About this exercise →
Print nothing but the lines below starting at the line that holds "async fn download(&self, uri: &str)" and ending at the line that holds "let bytes = if", including both, each exactly as written.

Data for review →

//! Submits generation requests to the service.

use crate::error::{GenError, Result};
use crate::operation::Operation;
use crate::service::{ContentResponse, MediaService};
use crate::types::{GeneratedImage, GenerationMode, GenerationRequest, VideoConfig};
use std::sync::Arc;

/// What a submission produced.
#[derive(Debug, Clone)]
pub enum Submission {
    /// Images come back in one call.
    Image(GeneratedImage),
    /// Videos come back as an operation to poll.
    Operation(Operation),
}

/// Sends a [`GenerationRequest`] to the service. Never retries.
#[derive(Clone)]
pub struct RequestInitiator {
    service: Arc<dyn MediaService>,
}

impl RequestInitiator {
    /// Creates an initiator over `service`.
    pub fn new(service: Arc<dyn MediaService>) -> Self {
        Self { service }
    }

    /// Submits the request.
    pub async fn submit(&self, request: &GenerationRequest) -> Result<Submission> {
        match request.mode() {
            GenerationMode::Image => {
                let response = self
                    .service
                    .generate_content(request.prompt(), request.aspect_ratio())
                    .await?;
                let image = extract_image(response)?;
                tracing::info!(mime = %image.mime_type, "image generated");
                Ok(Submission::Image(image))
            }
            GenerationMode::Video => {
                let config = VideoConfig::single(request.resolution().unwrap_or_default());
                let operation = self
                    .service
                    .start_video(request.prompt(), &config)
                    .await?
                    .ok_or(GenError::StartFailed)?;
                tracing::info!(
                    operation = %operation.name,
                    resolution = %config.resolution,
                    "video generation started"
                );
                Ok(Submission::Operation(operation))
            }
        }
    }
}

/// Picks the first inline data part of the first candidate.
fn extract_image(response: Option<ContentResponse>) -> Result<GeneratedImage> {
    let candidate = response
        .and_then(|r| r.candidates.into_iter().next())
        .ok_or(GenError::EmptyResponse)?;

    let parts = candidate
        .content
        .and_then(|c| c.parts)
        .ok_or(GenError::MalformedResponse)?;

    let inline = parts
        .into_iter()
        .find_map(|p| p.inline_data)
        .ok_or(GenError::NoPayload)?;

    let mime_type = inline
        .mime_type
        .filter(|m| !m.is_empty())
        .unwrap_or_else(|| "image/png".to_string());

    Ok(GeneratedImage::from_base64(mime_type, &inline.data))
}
* * *
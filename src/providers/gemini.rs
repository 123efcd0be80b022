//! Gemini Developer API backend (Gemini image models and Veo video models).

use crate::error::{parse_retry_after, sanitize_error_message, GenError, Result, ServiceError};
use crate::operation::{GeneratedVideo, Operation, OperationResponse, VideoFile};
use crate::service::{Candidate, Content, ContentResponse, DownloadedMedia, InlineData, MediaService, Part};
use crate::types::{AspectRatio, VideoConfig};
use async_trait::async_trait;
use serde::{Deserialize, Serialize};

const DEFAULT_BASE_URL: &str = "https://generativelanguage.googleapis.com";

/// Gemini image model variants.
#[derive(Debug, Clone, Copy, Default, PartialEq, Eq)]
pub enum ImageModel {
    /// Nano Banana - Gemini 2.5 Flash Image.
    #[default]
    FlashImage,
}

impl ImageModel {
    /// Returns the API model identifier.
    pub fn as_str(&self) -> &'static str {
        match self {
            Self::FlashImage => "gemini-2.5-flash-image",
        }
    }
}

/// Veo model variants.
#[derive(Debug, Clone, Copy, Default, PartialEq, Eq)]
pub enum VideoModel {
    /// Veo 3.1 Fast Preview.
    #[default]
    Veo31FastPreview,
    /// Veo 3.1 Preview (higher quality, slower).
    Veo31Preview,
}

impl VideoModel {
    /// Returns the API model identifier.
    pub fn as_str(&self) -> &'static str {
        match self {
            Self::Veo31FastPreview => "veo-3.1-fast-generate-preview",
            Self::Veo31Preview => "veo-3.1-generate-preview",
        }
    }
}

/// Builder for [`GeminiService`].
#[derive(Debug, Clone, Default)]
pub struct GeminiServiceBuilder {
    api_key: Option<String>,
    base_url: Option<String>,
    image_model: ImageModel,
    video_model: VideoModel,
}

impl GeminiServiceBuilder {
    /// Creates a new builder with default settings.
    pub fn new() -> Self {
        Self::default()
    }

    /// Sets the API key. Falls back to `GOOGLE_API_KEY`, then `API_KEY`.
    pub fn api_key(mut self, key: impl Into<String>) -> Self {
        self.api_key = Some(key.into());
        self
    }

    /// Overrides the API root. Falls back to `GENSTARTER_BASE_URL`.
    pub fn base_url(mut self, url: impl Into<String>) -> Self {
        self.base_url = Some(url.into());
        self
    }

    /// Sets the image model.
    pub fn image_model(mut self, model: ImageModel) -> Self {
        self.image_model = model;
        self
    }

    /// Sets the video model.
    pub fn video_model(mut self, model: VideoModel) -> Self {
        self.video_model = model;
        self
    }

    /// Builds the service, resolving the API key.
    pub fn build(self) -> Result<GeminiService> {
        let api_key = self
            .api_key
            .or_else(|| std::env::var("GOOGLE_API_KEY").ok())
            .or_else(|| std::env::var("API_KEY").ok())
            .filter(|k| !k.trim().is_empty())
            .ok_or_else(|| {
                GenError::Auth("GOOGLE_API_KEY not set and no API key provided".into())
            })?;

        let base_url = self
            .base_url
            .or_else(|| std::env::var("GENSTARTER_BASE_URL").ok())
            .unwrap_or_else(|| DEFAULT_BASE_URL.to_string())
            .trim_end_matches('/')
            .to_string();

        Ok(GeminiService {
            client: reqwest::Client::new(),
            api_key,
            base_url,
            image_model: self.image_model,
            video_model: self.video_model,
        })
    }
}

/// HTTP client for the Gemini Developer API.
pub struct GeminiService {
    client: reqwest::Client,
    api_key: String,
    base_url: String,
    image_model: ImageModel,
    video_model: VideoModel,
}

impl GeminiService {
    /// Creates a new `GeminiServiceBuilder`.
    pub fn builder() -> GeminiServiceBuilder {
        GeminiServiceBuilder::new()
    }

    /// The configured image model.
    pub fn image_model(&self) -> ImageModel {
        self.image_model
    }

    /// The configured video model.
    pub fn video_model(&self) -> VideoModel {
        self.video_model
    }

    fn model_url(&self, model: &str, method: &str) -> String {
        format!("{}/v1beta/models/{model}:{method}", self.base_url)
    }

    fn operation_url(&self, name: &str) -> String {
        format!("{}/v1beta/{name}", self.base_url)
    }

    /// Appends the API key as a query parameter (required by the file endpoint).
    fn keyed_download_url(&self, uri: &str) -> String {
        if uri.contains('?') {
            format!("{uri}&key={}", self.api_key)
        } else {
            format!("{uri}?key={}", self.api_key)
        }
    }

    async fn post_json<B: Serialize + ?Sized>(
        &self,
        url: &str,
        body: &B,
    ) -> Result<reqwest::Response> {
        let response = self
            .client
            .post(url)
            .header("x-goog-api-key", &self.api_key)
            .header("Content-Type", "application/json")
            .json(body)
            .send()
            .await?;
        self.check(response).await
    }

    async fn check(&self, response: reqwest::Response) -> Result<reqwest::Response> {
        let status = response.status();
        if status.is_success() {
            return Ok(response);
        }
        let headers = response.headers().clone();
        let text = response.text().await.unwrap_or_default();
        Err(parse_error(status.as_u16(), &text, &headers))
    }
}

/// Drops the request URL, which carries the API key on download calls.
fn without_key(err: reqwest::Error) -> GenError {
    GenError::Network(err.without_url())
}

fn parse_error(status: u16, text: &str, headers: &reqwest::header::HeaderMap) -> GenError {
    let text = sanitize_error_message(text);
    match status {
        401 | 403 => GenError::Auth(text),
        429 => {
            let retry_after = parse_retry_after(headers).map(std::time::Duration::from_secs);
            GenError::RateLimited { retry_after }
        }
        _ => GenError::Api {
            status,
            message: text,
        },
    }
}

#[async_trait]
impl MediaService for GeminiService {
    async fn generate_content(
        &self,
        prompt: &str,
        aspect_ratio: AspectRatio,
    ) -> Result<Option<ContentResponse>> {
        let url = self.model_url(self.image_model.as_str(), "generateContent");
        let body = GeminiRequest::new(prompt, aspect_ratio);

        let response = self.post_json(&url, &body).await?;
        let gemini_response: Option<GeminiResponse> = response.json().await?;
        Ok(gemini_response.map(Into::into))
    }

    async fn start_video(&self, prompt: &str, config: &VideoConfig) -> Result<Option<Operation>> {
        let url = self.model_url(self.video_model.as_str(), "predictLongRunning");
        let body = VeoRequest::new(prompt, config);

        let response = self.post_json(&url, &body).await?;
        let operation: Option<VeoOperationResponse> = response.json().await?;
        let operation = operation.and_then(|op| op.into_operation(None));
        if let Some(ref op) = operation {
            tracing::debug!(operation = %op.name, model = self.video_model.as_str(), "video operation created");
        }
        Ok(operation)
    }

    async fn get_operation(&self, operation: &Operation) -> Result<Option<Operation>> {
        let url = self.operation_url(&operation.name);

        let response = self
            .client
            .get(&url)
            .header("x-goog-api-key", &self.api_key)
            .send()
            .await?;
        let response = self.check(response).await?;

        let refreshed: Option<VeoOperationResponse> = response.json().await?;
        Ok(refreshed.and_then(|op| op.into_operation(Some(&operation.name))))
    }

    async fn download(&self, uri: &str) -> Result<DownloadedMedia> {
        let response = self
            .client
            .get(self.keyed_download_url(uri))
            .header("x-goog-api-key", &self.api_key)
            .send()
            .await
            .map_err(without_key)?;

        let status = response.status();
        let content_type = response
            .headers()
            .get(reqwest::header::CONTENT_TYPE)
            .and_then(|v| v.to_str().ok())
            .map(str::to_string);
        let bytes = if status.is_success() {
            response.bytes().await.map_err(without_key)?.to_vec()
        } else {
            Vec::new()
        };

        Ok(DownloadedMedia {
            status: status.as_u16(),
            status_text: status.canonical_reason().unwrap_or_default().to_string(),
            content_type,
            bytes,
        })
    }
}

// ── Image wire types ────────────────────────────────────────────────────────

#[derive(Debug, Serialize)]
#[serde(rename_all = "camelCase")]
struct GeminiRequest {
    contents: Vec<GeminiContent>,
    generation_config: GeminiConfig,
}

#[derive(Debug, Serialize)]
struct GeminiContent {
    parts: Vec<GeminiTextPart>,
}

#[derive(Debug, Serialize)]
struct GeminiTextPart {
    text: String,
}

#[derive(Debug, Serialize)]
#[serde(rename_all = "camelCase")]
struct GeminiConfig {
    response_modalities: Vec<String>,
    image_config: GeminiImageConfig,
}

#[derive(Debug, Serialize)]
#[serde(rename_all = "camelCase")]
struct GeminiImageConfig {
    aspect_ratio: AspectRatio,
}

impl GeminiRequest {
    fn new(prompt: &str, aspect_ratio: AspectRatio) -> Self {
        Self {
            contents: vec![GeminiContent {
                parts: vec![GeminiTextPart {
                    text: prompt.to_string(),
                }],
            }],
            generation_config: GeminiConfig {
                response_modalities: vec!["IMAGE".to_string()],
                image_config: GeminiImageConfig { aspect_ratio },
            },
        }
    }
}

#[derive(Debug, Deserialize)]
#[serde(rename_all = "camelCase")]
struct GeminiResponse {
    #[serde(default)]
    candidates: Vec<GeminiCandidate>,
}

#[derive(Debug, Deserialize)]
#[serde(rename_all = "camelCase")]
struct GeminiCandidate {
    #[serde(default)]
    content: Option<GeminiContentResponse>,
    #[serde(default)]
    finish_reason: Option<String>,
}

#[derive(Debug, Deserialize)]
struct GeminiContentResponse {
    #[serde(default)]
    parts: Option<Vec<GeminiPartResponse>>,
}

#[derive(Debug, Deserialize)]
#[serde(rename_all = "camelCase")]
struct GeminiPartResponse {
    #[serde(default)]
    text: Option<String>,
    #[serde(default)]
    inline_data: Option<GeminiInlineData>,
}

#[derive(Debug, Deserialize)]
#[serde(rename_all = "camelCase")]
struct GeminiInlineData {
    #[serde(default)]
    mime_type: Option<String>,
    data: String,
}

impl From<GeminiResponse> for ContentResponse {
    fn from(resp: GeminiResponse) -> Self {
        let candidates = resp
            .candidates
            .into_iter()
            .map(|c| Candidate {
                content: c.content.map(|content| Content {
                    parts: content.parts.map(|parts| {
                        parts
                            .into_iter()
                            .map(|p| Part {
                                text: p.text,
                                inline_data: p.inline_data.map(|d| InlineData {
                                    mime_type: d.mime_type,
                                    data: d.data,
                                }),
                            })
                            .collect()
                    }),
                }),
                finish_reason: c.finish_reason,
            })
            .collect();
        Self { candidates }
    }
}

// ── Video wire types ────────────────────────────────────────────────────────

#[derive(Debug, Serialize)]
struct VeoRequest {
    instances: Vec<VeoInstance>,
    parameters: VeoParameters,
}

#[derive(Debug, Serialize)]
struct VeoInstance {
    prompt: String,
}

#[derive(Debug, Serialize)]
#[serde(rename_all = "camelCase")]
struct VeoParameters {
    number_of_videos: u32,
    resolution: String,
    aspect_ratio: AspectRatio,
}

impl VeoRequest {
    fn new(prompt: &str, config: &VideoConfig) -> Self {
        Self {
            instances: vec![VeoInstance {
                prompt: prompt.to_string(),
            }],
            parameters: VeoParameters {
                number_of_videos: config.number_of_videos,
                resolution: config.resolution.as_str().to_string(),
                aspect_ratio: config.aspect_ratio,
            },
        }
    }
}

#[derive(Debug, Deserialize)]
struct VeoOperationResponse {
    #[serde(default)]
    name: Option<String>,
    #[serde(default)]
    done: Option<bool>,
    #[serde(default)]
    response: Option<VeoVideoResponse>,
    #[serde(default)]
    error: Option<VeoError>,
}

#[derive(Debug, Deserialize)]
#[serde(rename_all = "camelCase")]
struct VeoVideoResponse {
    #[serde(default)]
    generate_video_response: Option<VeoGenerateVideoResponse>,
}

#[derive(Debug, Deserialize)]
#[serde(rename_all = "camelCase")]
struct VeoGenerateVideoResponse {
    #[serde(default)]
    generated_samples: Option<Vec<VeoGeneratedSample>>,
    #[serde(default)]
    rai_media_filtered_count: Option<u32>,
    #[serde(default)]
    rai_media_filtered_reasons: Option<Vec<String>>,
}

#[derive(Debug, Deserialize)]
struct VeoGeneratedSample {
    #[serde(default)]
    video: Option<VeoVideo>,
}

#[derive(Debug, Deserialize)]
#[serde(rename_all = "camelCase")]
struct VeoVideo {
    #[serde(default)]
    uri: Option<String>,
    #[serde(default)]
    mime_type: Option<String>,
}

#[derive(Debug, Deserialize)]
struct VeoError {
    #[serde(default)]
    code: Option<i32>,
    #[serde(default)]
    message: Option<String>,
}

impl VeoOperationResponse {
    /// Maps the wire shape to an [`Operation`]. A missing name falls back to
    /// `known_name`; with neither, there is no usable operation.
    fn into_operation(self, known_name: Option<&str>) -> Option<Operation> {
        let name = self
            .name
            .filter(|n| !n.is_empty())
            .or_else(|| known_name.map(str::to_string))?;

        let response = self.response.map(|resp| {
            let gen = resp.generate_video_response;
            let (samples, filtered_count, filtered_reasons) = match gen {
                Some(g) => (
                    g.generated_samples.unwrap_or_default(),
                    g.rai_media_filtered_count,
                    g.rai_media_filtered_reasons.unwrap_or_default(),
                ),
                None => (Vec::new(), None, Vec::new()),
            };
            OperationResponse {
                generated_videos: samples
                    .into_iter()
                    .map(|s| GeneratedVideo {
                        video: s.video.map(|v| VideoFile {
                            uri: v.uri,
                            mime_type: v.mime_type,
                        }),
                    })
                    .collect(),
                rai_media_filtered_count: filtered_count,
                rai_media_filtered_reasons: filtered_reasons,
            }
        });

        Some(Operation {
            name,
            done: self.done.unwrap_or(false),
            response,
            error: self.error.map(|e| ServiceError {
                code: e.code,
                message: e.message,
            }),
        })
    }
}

Result for this task →
    async fn download(&self, uri: &str) -> Result<DownloadedMedia> {
        let response = self
            .client
            .get(self.keyed_download_url(uri))
            .header("x-goog-api-key", &self.api_key)
            .send()
            .await
            .map_err(without_key)?;

        let status = response.status();
        let content_type = response
            .headers()
            .get(reqwest::header::CONTENT_TYPE)
            .and_then(|v| v.to_str().ok())
            .map(str::to_string);
        let bytes = if status.is_success() {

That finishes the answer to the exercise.